§ Work instruction
Each line below containing the word "floor" needs to be shown.
━━━
//! Month grid math: column/row placement of days and month heights
//!
//! Pure functions over `chrono` dates and [`LayoutMetrics`]. Weeks start on
//! Sunday (column 0). Row indices use floor division so placement is pixel
//! exact and matches the row count produced by [`month_row_count`].

use chrono::{Datelike, Days, Months, NaiveDate};

use crate::services::settings::LayoutMetrics;
use crate::types::{Day, Month};

/// Epoch month: index 0 of the layout cache
pub const EPOCH_YEAR: i32 = 1900;
pub const EPOCH_MONTH: u32 = 1;

pub const DAYS_PER_WEEK: u32 = 7;
pub const MIN_ROW_COUNT: u32 = 4;
pub const MAX_ROW_COUNT: u32 = 6;

/// First day of the epoch month
pub fn epoch() -> NaiveDate {
    NaiveDate::from_ymd_opt(EPOCH_YEAR, EPOCH_MONTH, 1).unwrap_or(NaiveDate::MIN)
}

/// Column width of one day. Degenerate (possibly negative) for narrow
/// surfaces; callers guard render sizes.
pub fn day_width(total_width: f64, padding_x: f64, gap_x: f64, columns: u32) -> f64 {
    let columns = f64::from(columns.max(1));
    (total_width - padding_x * 2.0 - gap_x * (columns - 1.0)) / columns
}

/// Weekday column, Sunday = 0
pub fn weekday_index(date: NaiveDate) -> u32 {
    date.weekday().num_days_from_sunday()
}

pub fn day_x(day: NaiveDate, padding_x: f64, gap_x: f64, width: f64) -> f64 {
    f64::from(weekday_index(day)) * (width + gap_x) + padding_x
}

/// Week row of `day` within `month` (any date inside the month)
pub fn day_row(day: NaiveDate, month: NaiveDate) -> u32 {
    let first = start_of_month(month);
    let diff = day.signed_duration_since(first).num_days().max(0) as u32;
    (weekday_index(first) + diff) / DAYS_PER_WEEK
}

pub fn day_y(
    day: NaiveDate,
    month: NaiveDate,
    month_start_y: f64,
    day_height: f64,
    gap_y: f64,
) -> f64 {
    month_start_y + f64::from(day_row(day, month)) * (day_height + gap_y)
}

pub fn start_of_month(date: NaiveDate) -> NaiveDate {
    date - Days::new(u64::from(date.day0()))
}

/// Length of the month containing `date`
pub fn days_in_month(date: NaiveDate) -> u32 {
    let first = start_of_month(date);
    match first.checked_add_months(Months::new(1)) {
        Some(next) => (next - first).num_days() as u32,
        // only December of chrono's last year has no successor
        None => 31,
    }
}

/// Week rows needed to show `month` (4, 5 or 6)
pub fn month_row_count(month: NaiveDate) -> u32 {
    let first = start_of_month(month);
    (weekday_index(first) + days_in_month(first)).div_ceil(DAYS_PER_WEEK)
}

/// Full pixel height of a month block with `row_count` week rows
pub fn month_height(metrics: &LayoutMetrics, row_count: u32) -> f64 {
    let rows = f64::from(row_count);
    metrics.month_label_height
        + rows * metrics.day_height
        + (rows - 1.0) * metrics.day_gap_y
        + metrics.month_gap_y
}

/// Every date of the month, first to last, ascending
pub fn month_days(month: NaiveDate) -> MonthDays {
    let first = start_of_month(month);
    let last = first + Days::new(u64::from(days_in_month(first) - 1));
    MonthDays {
        next: Some(first),
        last,
    }
}

/// Iterator returned by [`month_days`]
#[derive(Debug, Clone)]
pub struct MonthDays {
    next: Option<NaiveDate>,
    last: NaiveDate,
}

impl Iterator for MonthDays {
    type Item = NaiveDate;

    fn next(&mut self) -> Option<NaiveDate> {
        let current = self.next?;
        self.next = if current < self.last {
            current.succ_opt()
        } else {
            None
        };
        Some(current)
    }

    fn size_hint(&self) -> (usize, Option<usize>) {
        let remaining = match self.next {
            Some(d) => (self.last.signed_duration_since(d).num_days() + 1).max(0) as usize,
            None => 0,
        };
        (remaining, Some(remaining))
    }
}

impl ExactSizeIterator for MonthDays {}

/// One week row of a month: its first and last in-month dates
#[derive(Debug, Clone, Copy, PartialEq, Eq)]
pub struct WeekRow {
    pub row: u32,
    pub first: NaiveDate,
    pub last: NaiveDate,
}

impl WeekRow {
    /// Row starts on Sunday (not trimmed on the left)
    pub fn starts_week(&self) -> bool {
        weekday_index(self.first) == 0
    }

    /// Row ends on Saturday (not trimmed on the right)
    pub fn ends_week(&self) -> bool {
        weekday_index(self.last) == DAYS_PER_WEEK - 1
    }
}

/// Week rows of `month` in order
pub fn week_rows(month: NaiveDate) -> Vec<WeekRow> {
    let first = start_of_month(month);
    let mut rows: Vec<WeekRow> = Vec::with_capacity(MAX_ROW_COUNT as usize);
    for date in month_days(first) {
        let row = day_row(date, first);
        match rows.last_mut() {
            Some(current) if current.row == row => current.last = date,
            _ => rows.push(WeekRow {
                row,
                first: date,
                last: date,
            }),
        }
    }
    rows
}

/// Month index of `date` relative to the epoch; dates before it clamp to 0
pub fn month_index_of(date: NaiveDate) -> usize {
    let months =
        (date.year() - EPOCH_YEAR) as i64 * 12 + (date.month() as i64 - EPOCH_MONTH as i64);
    months.max(0) as usize
}

/// First day of the month at `index`, or `None` past chrono's date range
pub fn month_at_index(index: usize) -> Option<NaiveDate> {
    let months = u32::try_from(index).ok()?;
    epoch().checked_add_months(Months::new(months))
}

/// Realize the [`Month`] record for `index`
pub fn month_record(metrics: &LayoutMetrics, index: usize) -> Option<Month> {
    let first = month_at_index(index)?;
    let row_count = month_row_count(first);
    Some(Month {
        index,
        first,
        row_count,
        height: month_height(metrics, row_count),
    })
}

/// Place `date` on the grid of `month`
pub fn day_of(month: &Month, date: NaiveDate) -> Day {
    Day {
        date,
        month_index: month.index,
        row: day_row(date, month.first),
        column: weekday_index(date),
    }
}
//! Rasterizes the calendar scene onto terminal cells
//!
//! Scene coordinates are pixels; one cell covers `cell.width` x
//! `cell.height` pixels. Shapes are sampled at cell centers, lines become
//! box-drawing runs and text is laid out one glyph per cell.

use ratatui::{
    buffer::Buffer,
    layout::Rect,
    style::{Modifier, Style},
    widgets::Widget,
};

use crate::calendar::hover::HoverTarget;
use crate::calendar::palette::{ColorRole, Rgba};
use crate::calendar::scene::{FontWeight, LineNode, RectNode, Scene, Shape, TextNode};
use crate::services::settings::CellMetrics;
use crate::tui::theme::Theme;
use crate::types::{Bounds, Point, Size};

/// Pixel size of a cell area
pub fn viewport_size(area: Rect, cell: CellMetrics) -> Size {
    Size::new(
        f64::from(area.width) * cell.width,
        f64::from(area.height) * cell.height,
    )
}

/// Pixel position of the center of cell (`column`, `row`) relative to `area`
pub fn cell_center(area: Rect, column: u16, row: u16, cell: CellMetrics) -> Point {
    Point::new(
        (f64::from(column.saturating_sub(area.x)) + 0.5) * cell.width,
        (f64::from(row.saturating_sub(area.y)) + 0.5) * cell.height,
    )
}

/// Cells overlapped by the pixel span `[from, to)`, clipped to `0..limit`
fn cell_span(from: f64, to: f64, size: f64, limit: u16) -> (u16, u16) {
    let limit = f64::from(limit);
    let lo = (from / size).floor().clamp(0.0, limit);
    let hi = (to / size).ceil().clamp(lo, limit);
    (lo as u16, hi as u16)
}

/// Whether `p` falls inside a rounded rectangle
fn rounded_contains(bounds: Bounds, radius: f64, p: Point) -> bool {
    if !bounds.contains(p) {
        return false;
    }
    let r = radius.min(bounds.width / 2.0).min(bounds.height / 2.0).max(0.0);
    let cx = p.x.clamp(bounds.x + r, bounds.right() - r);
    let cy = p.y.clamp(bounds.y + r, bounds.bottom() - r);
    let (dx, dy) = (p.x - cx, p.y - cy);
    dx * dx + dy * dy <= r * r
}

pub struct CalendarCanvas<'a> {
    scene: &'a Scene,
    hover: Option<&'a HoverTarget>,
    cell: CellMetrics,
    theme: Theme,
}

impl<'a> CalendarCanvas<'a> {
    pub fn new(scene: &'a Scene, cell: CellMetrics, theme: Theme) -> Self {
        Self {
            scene,
            hover: None,
            cell,
            theme,
        }
    }

    pub fn with_hover(mut self, hover: Option<&'a HoverTarget>) -> Self {
        self.hover = hover;
        self
    }

    fn fill_rounded(&self, area: Rect, buf: &mut Buffer, rect: &RectNode, fill: Rgba) {
        let b = rect.bounds;
        let (c0, c1) = cell_span(b.x, b.right(), self.cell.width, area.width);
        let (r0, r1) = cell_span(b.y, b.bottom(), self.cell.height, area.height);
        let background = self.theme.background();
        for row in r0..r1 {
            for col in c0..c1 {
                let x = area.x + col;
                let y = area.y + row;
                if !rounded_contains(b, rect.corner_radius, cell_center(area, x, y, self.cell)) {
                    continue;
                }
                if let Some(cell) = buf.cell_mut((x, y)) {
                    cell.set_bg(self.theme.color(fill, Some(background)));
                }
            }
        }
    }

    fn draw_line(&self, area: Rect, buf: &mut Buffer, line: &LineNode) {
        let row_px = (line.from.y / self.cell.height).floor();
        if row_px < 0.0 || row_px >= f64::from(area.height) {
            return;
        }
        let y = area.y + row_px as u16;
        let (c0, c1) = cell_span(
            line.from.x.min(line.to.x),
            line.from.x.max(line.to.x),
            self.cell.width,
            area.width,
        );
        let fg = self.theme.color(line.stroke, None);
        for col in c0..c1 {
            if let Some(cell) = buf.cell_mut((area.x + col, y)) {
                if cell.symbol() == " " {
                    cell.set_symbol("─").set_fg(fg);
                }
            }
        }
    }

    fn draw_text(&self, area: Rect, buf: &mut Buffer, text: &TextNode) {
        let row = (text.center.y / self.cell.height).floor();
        if row < 0.0 || row >= f64::from(area.height) {
            return;
        }
        let glyphs = text.text.chars().count() as f64;
        let first = (text.center.x / self.cell.width - glyphs / 2.0).round();
        let mut style = Style::default().fg(self.theme.color(text.fill, None));
        if text.weight == FontWeight::Bold {
            style = style.add_modifier(Modifier::BOLD);
        }
        for (i, ch) in text.text.chars().enumerate() {
            let col = first + i as f64;
            if col < 0.0 || col >= f64::from(area.width) {
                continue;
            }
            if let Some(cell) = buf.cell_mut((area.x + col as u16, area.y + row as u16)) {
                cell.set_char(ch).set_style(style);
            }
        }
    }
}

impl Widget for CalendarCanvas<'_> {
    fn render(self, area: Rect, buf: &mut Buffer) {
        let background = self.theme.color(self.theme.background(), None);
        buf.set_style(area, Style::default().bg(background));
        for y in area.top()..area.bottom() {
            for x in area.left()..area.right() {
                if let Some(cell) = buf.cell_mut((x, y)) {
                    cell.set_symbol(" ");
                }
            }
        }

        if let Some(hover) = self.hover {
            let rect = RectNode {
                bounds: hover.bounds,
                corner_radius: hover.corner_radius,
                fill: None,
            };
            self.fill_rounded(area, buf, &rect, ColorRole::Hover.resolve(self.theme.is_dark()));
        }

        for node in self.scene.nodes() {
            match &node.shape {
                Shape::Rect(rect) => {
                    if let Some(fill) = rect.fill {
                        self.fill_rounded(area, buf, rect, fill);
                    }
                }
                Shape::Line(line) => self.draw_line(area, buf, line),
                Shape::Text(text) => self.draw_text(area, buf, text),
            }
        }
    }
}

#[cfg(test)]
mod tests {
    use super::*;

    fn cell() -> CellMetrics {
        CellMetrics {
            width: 8.0,
            height: 16.0,
        }
    }

    fn render(scene: &Scene, hover: Option<&HoverTarget>) -> Buffer {
        let area = Rect::new(0, 0, 20, 6);
        let mut buf = Buffer::empty(area);
        CalendarCanvas::new(scene, cell(), Theme::Light)
            .with_hover(hover)
            .render(area, &mut buf);
        buf
    }

    #[test]
    fn test_viewport_size_in_pixels() {
        assert_eq!(viewport_size(Rect::new(0, 0, 50, 40), cell()), Size::new(400.0, 640.0));
    }

    #[test]
    fn test_cell_center() {
        let p = cell_center(Rect::new(2, 1, 10, 10), 3, 2, cell());
        assert_eq!(p, Point::new(12.0, 24.0));
    }

    #[test]
    fn test_text_centered_on_cells() {
        let mut scene = Scene::new();
        scene.add(Shape::Text(TextNode {
            center: Point::new(80.0, 24.0),
            text: "15".into(),
            font_size: 14.0,
            weight: FontWeight::Bold,
            fill: Rgba::BLACK,
        }));
        let buf = render(&scene, None);
        assert_eq!(buf[(9, 1)].symbol(), "1");
        assert_eq!(buf[(10, 1)].symbol(), "5");
        assert!(buf[(9, 1)].modifier.contains(Modifier::BOLD));
    }

    #[test]
    fn test_line_becomes_box_drawing_run() {
        let mut scene = Scene::new();
        scene.add(Shape::Line(LineNode {
            from: Point::new(16.0, 40.0),
            to: Point::new(64.0, 40.0),
            stroke: Rgba::rgba(100, 100, 100, 0.2),
            width: 0.5,
        }));
        let buf = render(&scene, None);
        assert_eq!(buf[(1, 2)].symbol(), " ");
        assert_eq!(buf[(2, 2)].symbol(), "─");
        assert_eq!(buf[(7, 2)].symbol(), "─");
        assert_eq!(buf[(8, 2)].symbol(), " ");
    }

    #[test]
    fn test_filled_rect_sets_background() {
        let mut scene = Scene::new();
        scene.add(Shape::Rect(RectNode {
            bounds: Bounds::new(0.0, 0.0, 40.0, 40.0),
            corner_radius: 0.0,
            fill: Some(Rgba::rgb(0xee, 0x33, 0x33)),
        }));
        let buf = render(&scene, None);
        assert_eq!(buf[(0, 0)].bg, ratatui::style::Color::Rgb(0xee, 0x33, 0x33));
        assert_ne!(buf[(6, 0)].bg, ratatui::style::Color::Rgb(0xee, 0x33, 0x33));
    }

    #[test]
    fn test_hover_tints_cells() {
        let scene = Scene::new();
        let hover = HoverTarget {
            day: chrono::NaiveDate::from_ymd_opt(2024, 3, 15).unwrap(),
            bounds: Bounds::new(0.0, 0.0, 40.0, 32.0),
            corner_radius: 8.0,
        };
        let plain = render(&scene, None);
        let hovered = render(&scene, Some(&hover));
        assert_ne!(plain[(2, 1)].bg, hovered[(2, 1)].bg);
        assert_eq!(plain[(10, 4)].bg, hovered[(10, 4)].bg);
    }

    #[test]
    fn test_rounded_corners_excluded() {
        let b = Bounds::new(0.0, 0.0, 40.0, 40.0);
        assert!(rounded_contains(b, 20.0, Point::new(20.0, 20.0)));
        assert!(!rounded_contains(b, 20.0, Point::new(2.0, 2.0)));
        assert!(rounded_contains(b, 0.0, Point::new(2.0, 2.0)));
    }
}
━━━
§ Solution to the problem
//! Sunday (column 0). Row indices use floor division so placement is pixel
    let lo = (from / size).floor().clamp(0.0, limit);
        let row_px = (line.from.y / self.cell.height).floor();
        let row = (text.center.y / self.cell.height).floor();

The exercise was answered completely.